La question de l’irréversibilité des violences engendrées par l’auto-suffisance trouve de nombreuses illustrations aujourd’hui. Elle offre une porte d’entrée pour interroger la culture de l’entre soi accusée, à juste titre, de favoriser les abus, dont nous mesurons chaque jour davantage les conséquences irréversibles sur les victimes, mais aussi, par voie de conséquence sur le corps social tout entier, et pas seulement sur le corps ecclésial. Elle éclaire aussi le traitement des questions agitant les sociétés occidentales dans le champ des recherches en bioéthique ou au plan du phénomène migratoire. Lorsqu’une certaine compréhension des « racines chrétiennes » du « mode de vie européen » conduit à construire des murs en béton ou des murs administratifs aux dépens de milliers de vies qui terminent leur trajectoire au fond de la Méditerranée, comment les chrétiens peuvent-ils encore prier Dieu de « rassembler un jour les hommes de tout pays et de toute langue, de toute race et de toute culture, au banquet de [s]on royaume ? (prière eucharistique pour la réconciliation n°2)

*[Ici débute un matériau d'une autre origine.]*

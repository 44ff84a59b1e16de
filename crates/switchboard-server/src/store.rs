//! Credential, token and presence store.
//!
//! The server needs a handful of operations from its backing store, all of
//! which may fail. [`MemoryStore`] keeps everything in concurrent maps and
//! loads accounts from a JSON users file.

use crate::error::StoreError;
use dashmap::DashMap;
use rand::RngExt;
use serde::{Deserialize, Serialize};
use sha2::{Digest, Sha256};
use std::fs::File;
use std::io::BufReader;
use std::path::Path;
use std::time::{Duration, Instant};
use switchboard_proto::MAX_NAME_LEN;

/// Backing store for credentials, session tokens and online presence.
pub trait CredentialStore: Send + Sync {
    /// Stored password hash for `user_id`, or `None` if the account is unknown.
    fn password_hash(&self, user_id: &str) -> Result<Option<String>, StoreError>;

    /// Record `token` as belonging to `user_id` for `ttl`.
    fn create_session_token(
        &self,
        token: &str,
        user_id: &str,
        ttl: Duration,
    ) -> Result<(), StoreError>;

    /// Forget `token`. Returns whether it existed.
    fn delete_session_token(&self, token: &str) -> Result<bool, StoreError>;

    /// Mark `username` online on `session_id`.
    fn set_online_presence(&self, username: &str, session_id: u32) -> Result<(), StoreError>;

    /// Mark `username` offline. Returns whether it was online.
    fn clear_online_presence(&self, username: &str) -> Result<bool, StoreError>;

    /// Drop expired session tokens. Returns how many were removed.
    ///
    /// Stores that expire tokens on their own keep the default.
    fn purge_expired_tokens(&self) -> Result<usize, StoreError> {
        Ok(0)
    }
}

/// Lowercase hex SHA-256 of `password`, the format stored in the users file.
pub fn hash_password(password: &str) -> String {
    hex::encode(Sha256::digest(password.as_bytes()))
}

/// Random 128-bit session token as 32 hex characters.
pub fn generate_token() -> String {
    let value: u128 = rand::rng().random();
    format!("{value:032x}")
}

/// One account in the users file.
#[derive(Debug, Clone, Deserialize, Serialize, PartialEq, Eq)]
pub struct UserRecord {
    /// Login identifier
    pub user_id: String,

    /// Lowercase hex SHA-256 of the password (64 characters)
    pub password_sha256: String,
}

impl UserRecord {
    /// Build a record from a plain-text password.
    pub fn new(user_id: impl Into<String>, password: &str) -> Self {
        Self {
            user_id: user_id.into(),
            password_sha256: hash_password(password),
        }
    }

    /// Validate the record.
    ///
    /// # Errors
    ///
    /// Returns `StoreError::InvalidRecord` if the user id is empty or too
    /// long for the wire, or the hash is not 64 lowercase hex characters.
    pub fn validate(&self) -> Result<(), StoreError> {
        if self.user_id.is_empty() || self.user_id.len() > MAX_NAME_LEN {
            return Err(StoreError::InvalidRecord {
                field: "user_id",
                user_id: self.user_id.clone(),
                reason: format!("must be 1 to {MAX_NAME_LEN} bytes"),
            });
        }

        if self.password_sha256.len() != 64 {
            return Err(StoreError::InvalidRecord {
                field: "password_sha256",
                user_id: self.user_id.clone(),
                reason: format!(
                    "expected 64 hex characters, got {} characters",
                    self.password_sha256.len()
                ),
            });
        }

        if !self
            .password_sha256
            .chars()
            .all(|c| matches!(c, '0'..='9' | 'a'..='f'))
        {
            return Err(StoreError::InvalidRecord {
                field: "password_sha256",
                user_id: self.user_id.clone(),
                reason: "contains characters other than lowercase hex".to_string(),
            });
        }

        Ok(())
    }
}

#[derive(Debug, Clone)]
struct TokenEntry {
    user_id: String,
    expires_at: Instant,
}

/// In-process [`CredentialStore`].
#[derive(Debug, Default)]
pub struct MemoryStore {
    users: DashMap<String, String>,
    tokens: DashMap<String, TokenEntry>,
    presence: DashMap<String, u32>,
}

impl MemoryStore {
    /// Empty store.
    pub fn new() -> Self {
        Self::default()
    }

    /// Store seeded with `records`.
    ///
    /// # Errors
    ///
    /// Returns `StoreError` if a record is invalid or a user id repeats.
    pub fn from_records(records: impl IntoIterator<Item = UserRecord>) -> Result<Self, StoreError> {
        let store = Self::new();
        for record in records {
            record.validate()?;
            if store.users.contains_key(&record.user_id) {
                return Err(StoreError::DuplicateUser(record.user_id));
            }
            store.users.insert(record.user_id, record.password_sha256);
        }
        Ok(store)
    }

    /// Load accounts from a JSON array of [`UserRecord`]s.
    ///
    /// # Errors
    ///
    /// Returns `StoreError` if:
    /// - File cannot be read
    /// - JSON is malformed
    /// - File holds no accounts
    /// - Any record fails validation
    pub fn from_file(path: &Path) -> Result<Self, StoreError> {
        let file = File::open(path).map_err(|source| StoreError::LoadFailed {
            path: path.to_path_buf(),
            source,
        })?;

        let records: Vec<UserRecord> = serde_json::from_reader(BufReader::new(file))?;
        if records.is_empty() {
            return Err(StoreError::Empty);
        }

        Self::from_records(records)
    }

    /// Add or replace an account.
    pub fn insert_user(&self, user_id: &str, password: &str) {
        self.users
            .insert(user_id.to_string(), hash_password(password));
    }

    /// Number of accounts.
    pub fn user_count(&self) -> usize {
        self.users.len()
    }

    /// Session id `username` is online on.
    pub fn presence(&self, username: &str) -> Option<u32> {
        self.presence.get(username).map(|entry| *entry)
    }

    /// Number of live (unexpired) tokens.
    pub fn active_tokens(&self) -> usize {
        let now = Instant::now();
        self.tokens
            .iter()
            .filter(|entry| entry.expires_at > now)
            .count()
    }
}

impl CredentialStore for MemoryStore {
    fn password_hash(&self, user_id: &str) -> Result<Option<String>, StoreError> {
        Ok(self.users.get(user_id).map(|hash| hash.clone()))
    }

    fn create_session_token(
        &self,
        token: &str,
        user_id: &str,
        ttl: Duration,
    ) -> Result<(), StoreError> {
        self.tokens.insert(
            token.to_string(),
            TokenEntry {
                user_id: user_id.to_string(),
                expires_at: Instant::now() + ttl,
            },
        );
        Ok(())
    }

    fn delete_session_token(&self, token: &str) -> Result<bool, StoreError> {
        Ok(self.tokens.remove(token).is_some())
    }

    fn set_online_presence(&self, username: &str, session_id: u32) -> Result<(), StoreError> {
        self.presence.insert(username.to_string(), session_id);
        Ok(())
    }

    fn clear_online_presence(&self, username: &str) -> Result<bool, StoreError> {
        Ok(self.presence.remove(username).is_some())
    }

    fn purge_expired_tokens(&self) -> Result<usize, StoreError> {
        let now = Instant::now();
        let mut purged = 0;
        self.tokens.retain(|_, entry| {
            let live = entry.expires_at > now;
            if !live {
                tracing::debug!(user_id = %entry.user_id, "Session token expired");
                purged += 1;
            }
            live
        });
        Ok(purged)
    }
}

Aux conséquences irréversibles de l’auto-suffisance, la parabole oppose un autre chemin irréversible, celui ouvert à Lazare, reçu parmi les justes devant le Seigneur dans le sein d’Abraham, père d’une multitude de nations (Gn 17,4). La situation de Lazare, rappelle celle du Fils prodigue qui, lui aussi, désirait être rassasié (Luc 15, 16) ou celle de la femme syro-phénicienne à l’affut des miettes tombant de la table (Mt 7, 24-31). Seule la miséricorde de Dieu semble pouvoir agir là où le dialogue avec Abraham montre que, dans une perspective juive, l’écoute de la loi et des prophètes ou, dans une perspective chrétienne, l’annonce de la résurrection sont à la fois nécessaires mais insuffisantes pour emporter la décision.
« l’Esprit de Dieu creuse en nous la pauvreté pour nous apprendre à prier » chante le poête. Sans un cœur de pauvre qui expérimente ce que signifie faire confiance à autre que lui pour vivre, ni l’annonce de la Résurrection, ni la loi de Moïse, ni la parole des prophètes ne sont crédibles. Au milieu des défis qu’affronte l’humanité, aucune connaissance religieuse ne permet de faire l’économie d’une décision à lâcher prise pour faire confiance dans les signes du Royaume qui advient. Irréversiblement. Une décision qui, telle une borne, marque un avant et un après sur un itinéraire. Une décision qui nourrit la prière du croyant à réduire en soi la part d’indisponibilité à cette nouveauté du royaume pour éclairer le chemin où l’humanité est engagée en quête d’espérance.